To Be Number One 1990
Album · di Gianna Nannini ↗ Vai all'artista

To Be Number One

In Gianna Nannini c’è un suono che pulsa con l’energia di chi non si accontenta di ciò che è stabilito. Registrato nel 1976 sotto l’etichetta Ricordi, questo primo disco porta il segno di un produttore come Claudio Fabi, che la accompagna in un percorso in cui la ribellione e la melodia si intrecciano senza concessioni. Non è un caso che, dopo aver rifiutato un contratto con la Ariston —che cercava di incasellarla in uno stile più convenzionale—, abbia finito per firmare con la Numero Uno, un’etichetta che, in quegli anni, si muoveva tra il rock italiano e le avanguardie. Il disco respira questa miscela: chitarre che tagliano l’aria, testi che non chiedono permesso e una voce che già annuncia ciò che sarebbe venuto dopo.

Anno
1990
Canzoni
1
Durata
4 min 12 seg
Ascolta l'album

Sull'album

To Be Number One, secondo DoReSol

Ciò che più colpisce dell’album non è solo la sua proposta sonora, ma come Nannini si muova tra il personale e il collettivo. Ad esempio, il lato B del singolo Congresso di filosofiaStereotipati noi— è stato registrato insieme al gruppo Flora Fauna Cemento, dove condivideva il palco con Mario Lavezzi. Ma è nei brani come Durante, dove il piano e la chitarra dialogano senza mediazioni, che si sente davvero la sua voce originale. Questo equilibrio tra il grezzo e il rifinito è ciò che fa sì che, decenni dopo, il disco suoni ancora fresco: non come un documento di un’epoca, ma come un gesto di indipendenza artistica.

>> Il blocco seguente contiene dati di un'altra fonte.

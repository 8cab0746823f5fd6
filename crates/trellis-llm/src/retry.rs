use std::time::Duration;

use futures::future::BoxFuture;
use tracing::warn;

use trellis_core::config::RetryConfig;
use trellis_core::error::{Result, TrellisError};
use trellis_core::traits::ChatClient;
use trellis_core::types::*;

/// A chat client that retries transient failures with exponential backoff.
pub struct RetryingClient {
    inner: Box<dyn ChatClient>,
    retry_config: RetryConfig,
}

impl RetryingClient {
    pub fn new(inner: Box<dyn ChatClient>, retry_config: RetryConfig) -> Self {
        Self {
            inner,
            retry_config,
        }
    }
}

fn is_retryable(e: &TrellisError) -> bool {
    match e {
        TrellisError::LlmRequest(msg) => {
            msg.contains("429")
                || msg.contains("500")
                || msg.contains("502")
                || msg.contains("503")
                || msg.contains("timeout")
                || msg.contains("connection")
        }
        _ => false,
    }
}

fn calculate_backoff(attempt: u32, config: &RetryConfig) -> Duration {
    let ms = (config.initial_backoff_ms * 2u64.pow(attempt)).min(config.max_backoff_ms);
    // Add jitter: 0.8x to 1.2x
    let jitter = 0.8 + rand::random::<f64>() * 0.4;
    Duration::from_millis((ms as f64 * jitter) as u64)
}

impl ChatClient for RetryingClient {
    fn chat(
        &self,
        model: &str,
        messages: Vec<ChatMessage>,
        tools: &[ToolDefinition],
    ) -> BoxFuture<'_, Result<ChatResponse>> {
        let model = model.to_string();
        let tools = tools.to_vec();

        Box::pin(async move {
            let max_retries = self.retry_config.max_retries;
            let mut last_err = None;

            for attempt in 0..=max_retries {
                match self.inner.chat(&model, messages.clone(), &tools).await {
                    Ok(response) => return Ok(response),
                    Err(e) => {
                        if is_retryable(&e) && attempt < max_retries {
                            let backoff = calculate_backoff(attempt, &self.retry_config);
                            warn!(
                                attempt = attempt + 1,
                                max_retries,
                                backoff_ms = backoff.as_millis() as u64,
                                error = %e,
                                "Retrying LLM request"
                            );
                            tokio::time::sleep(backoff).await;
                            last_err = Some(e);
                            continue;
                        }
                        return Err(e);
                    }
                }
            }

            Err(last_err.unwrap_or_else(|| TrellisError::LlmRequest("retries exhausted".into())))
        })
    }
}

#[cfg(test)]
mod tests {
    use super::*;
    use std::sync::atomic::{AtomicUsize, Ordering};
    use std::sync::Arc;

    struct FlakyClient {
        calls: Arc<AtomicUsize>,
        fail_first: usize,
    }

    impl ChatClient for FlakyClient {
        fn chat(
            &self,
            _model: &str,
            _messages: Vec<ChatMessage>,
            _tools: &[ToolDefinition],
        ) -> BoxFuture<'_, Result<ChatResponse>> {
            let n = self.calls.fetch_add(1, Ordering::SeqCst);
            let fail = n < self.fail_first;
            Box::pin(async move {
                if fail {
                    Err(TrellisError::LlmRequest("503 service unavailable".into()))
                } else {
                    Ok(ChatResponse {
                        content: "ok".into(),
                        tool_calls: vec![],
                    })
                }
            })
        }
    }

    fn fast_retry() -> RetryConfig {
        RetryConfig {
            max_retries: 3,
            initial_backoff_ms: 1,
            max_backoff_ms: 2,
        }
    }

    #[tokio::test]
    async fn retries_transient_errors() {
        let calls = Arc::new(AtomicUsize::new(0));
        let client = RetryingClient::new(
            Box::new(FlakyClient {
                calls: calls.clone(),
                fail_first: 2,
            }),
            fast_retry(),
        );

        let response = client.chat("m", vec![ChatMessage::user("hi")], &[]).await.expect("ok");
        assert_eq!(response.content, "ok");
        assert_eq!(calls.load(Ordering::SeqCst), 3);
    }

    #[tokio::test]
    async fn gives_up_after_max_retries() {
        let calls = Arc::new(AtomicUsize::new(0));
        let client = RetryingClient::new(
            Box::new(FlakyClient {
                calls: calls.clone(),
                fail_first: 10,
            }),
            fast_retry(),
        );

        let result = client.chat("m", vec![ChatMessage::user("hi")], &[]).await;
        assert!(result.is_err());
        assert_eq!(calls.load(Ordering::SeqCst), 4); // initial + 3 retries
    }

    #[tokio::test]
    async fn non_retryable_errors_fail_fast() {
        struct ParseFail;
        impl ChatClient for ParseFail {
            fn chat(
                &self,
                _model: &str,
                _messages: Vec<ChatMessage>,
                _tools: &[ToolDefinition],
            ) -> BoxFuture<'_, Result<ChatResponse>> {
                Box::pin(async { Err(TrellisError::LlmParse("bad json".into())) })
            }
        }

        let client = RetryingClient::new(Box::new(ParseFail), fast_retry());
        let result = client.chat("m", vec![], &[]).await;
        assert!(matches!(result, Err(TrellisError::LlmParse(_))));
    }

    #[test]
    fn backoff_is_capped() {
        let config = RetryConfig {
            max_retries: 5,
            initial_backoff_ms: 1000,
            max_backoff_ms: 3000,
        };
        let backoff = calculate_backoff(10, &config);
        // 3000ms cap with at most 1.2x jitter
        assert!(backoff <= Duration::from_millis(3600));
    }
}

Il dettaglio che più sorprende è come, nel pieno fermento del rock italiano, Nannini stesse già tracciando la sua mappa personale. L’incidente che le costò due falangi della mano sinistra —avvenuto nella pasticceria di famiglia a Siena— non la fermò, anzi ne plasmò il modo di suonare. Qui non ci sono correzioni forzate né virtuosismi vuoti: c’è un’urgenza che si traduce in ogni nota. E sebbene l’album non fosse un successo di massa all’epoca, pose le basi di ciò che sarebbe venuto dopo, come se ogni accordo fosse un passo verso qualcosa di più grande.